Figure 7. IL-22 deficiency leads to increased epithelial damage and loss of intestinal stem cells.

LP→B6 BMT was performed with WT or Il22^−/− recipients and analyzed three weeks post-BMT. (A) Histopathologic assessment of apoptosis in crypt epithelium was performed on tissue sections from transplanted mice. Graph shows histopathologic apoptosis score for intestinal tissues from BMT recipients transplanted with or without T cells. Image shows representative TUNEL staining on serial sections from small intestine post-BMT, confirming apoptosis (black arrows) in crypt epithelium of Il22^−/− recipients during GVHD. (B) Histologic assessment of small intestine CBC cells was performed on tissue sections from WT and Il22^−/− recipients with (BM + T) or without (BM only) GVHD. Graph shows small intestine CBC frequencies in non-reporter mice without transplantation and post-BMT (C-D) Quantitative PCR for Reg3γ and Reg3β mRNA expression was performed on colon samples from WT vs.

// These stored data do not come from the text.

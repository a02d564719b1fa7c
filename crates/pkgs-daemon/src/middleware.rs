// SPDX-License-Identifier: MIT OR Apache-2.0
//! Request-identifying middleware for the HTTP API.

use axum::extract::Request;
use axum::http::HeaderValue;
use axum::middleware::Next;
use axum::response::Response;
use uuid::Uuid;

/// A unique request identifier, available as an Axum extension and
/// echoed back as `X-Request-Id`.
#[derive(Debug, Clone, Copy, PartialEq, Eq, Hash)]
pub struct RequestId(pub Uuid);

/// Generates a [`RequestId`] per request and sets the response header.
pub async fn request_id_middleware(mut req: Request, next: Next) -> Response {
    let id = RequestId(Uuid::new_v4());
    req.extensions_mut().insert(id);
    let mut resp = next.run(req).await;
    if let Ok(value) = HeaderValue::from_str(&id.0.to_string()) {
        resp.headers_mut().insert("x-request-id", value);
    }
    resp
}
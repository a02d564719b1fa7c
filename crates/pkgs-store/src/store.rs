// SPDX-License-Identifier: MIT OR Apache-2.0
//! The [`ResourceStore`] itself: opens the `sled` database, hands out
//! [`Txn`]s, and fans out committed changes to registered [`Index`]es.

use crate::index::Index;
use crate::txn::{Change, Txn};
use pkgs_error::{Error, Result};
use std::path::Path as FsPath;
use std::sync::Arc;
use tokio::task::JoinSet;
use tracing::warn;

/// Name of the single `sled` tree every path/resource pair lives in.
const RESOURCES_TREE: &str = "resources";

/// The transactional, ordered key-value resource store.
#[derive(Clone)]
pub struct ResourceStore {
    tree: sled::Tree,
    indices: Arc<Vec<Arc<dyn Index>>>,
}

impl ResourceStore {
    /// Open (or create) the store at `path` with no registered indices.
    pub fn open(path: impl AsRef<FsPath>) -> Result<Self> {
        Self::open_with_indices(path, Vec::new())
    }

    /// Open the store and register `indices` to be notified on every
    /// committed write.
    pub fn open_with_indices(path: impl AsRef<FsPath>, indices: Vec<Arc<dyn Index>>) -> Result<Self> {
        let db = sled::open(path).map_err(|e| Error::invariant(e.to_string()))?;
        let tree = db
            .open_tree(RESOURCES_TREE)
            .map_err(|e| Error::invariant(e.to_string()))?;
        Ok(ResourceStore {
            tree,
            indices: Arc::new(indices),
        })
    }

    /// Begin a read-only snapshot transaction.
    pub fn begin_read(&self) -> Txn {
        Txn::Read(self.tree.clone())
    }

    /// Begin a write transaction. Every mutation a single HTTP request
    /// makes shares one of these.
    pub fn begin_write(&self) -> Txn {
        Txn::Write {
            tree: self.tree.clone(),
            batch: sled::Batch::default(),
            changes: Vec::new(),
            overlay: std::collections::HashMap::new(),
        }
    }

    /// Commit a write transaction and fan out its changes to every
    /// registered index, concurrently. Index failures are logged, never
    /// returned.
    pub async fn commit(&self, txn: Txn) -> Result<()> {
        let changes = txn.commit()?;
        if changes.is_empty() || self.indices.is_empty() {
            return Ok(());
        }

        let mut tasks: JoinSet<Result<(), String>> = JoinSet::new();
        for change in changes {
            for index in self.indices.iter().cloned() {
                let change_clone = change.clone_for_fanout();
                tasks.spawn(async move {
                    match change_clone {
                        Change::Set(path, resource) => index.on_set(&path, &resource).await,
                        Change::Delete(path, resource) => index.on_delete(&path, &resource).await,
                    }
                });
            }
        }
        while let Some(joined) = tasks.join_next().await {
            match joined {
                Ok(Err(msg)) => warn!(error = %msg, "index propagation failed"),
                Err(join_err) => warn!(error = %join_err, "index propagation task panicked"),
                Ok(Ok(())) => {}
            }
        }
        Ok(())
    }
}

impl Change {
    fn clone_for_fanout(&self) -> Change {
        match self {
            Change::Set(p, r) => Change::Set(p.clone(), r.clone()),
            Change::Delete(p, r) => Change::Delete(p.clone(), r.clone()),
        }
    }
}
// SPDX-License-Identifier: MIT OR Apache-2.0
//! Blob store adapter: the contract over the content-addressed blob
//! layer, its Kubo-backed production implementation, and an in-memory
//! stand-in for tests.

#![deny(unsafe_code)]
#![warn(missing_docs)]

mod ipfs_http;
mod memory;
mod store;

pub use ipfs_http::IpfsHttpBlobStore;
pub use memory::MemoryBlobStore;
pub use store::{AddOpts, BlobStat, BlobStore};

Il22^−/− recipients with GVHD. Graphs show Reg3γ and Reg3β relative expression in colons after BMT with marrow and T cells. (E) BMT recipients of marrow and T cells were challenged with oral gavage of FITC-dextran three weeks post-BMT. Graph shows plasma FITC-dextran concentrations in WT vs. Il22^−/− recipients with GVHD. Data are combined (A-E) or representative (TUNEL assay) of at least two independent experiments and at least eight mice per group; bar graphs show mean and standard error. *p<.05, **p<.01, ***p<.001.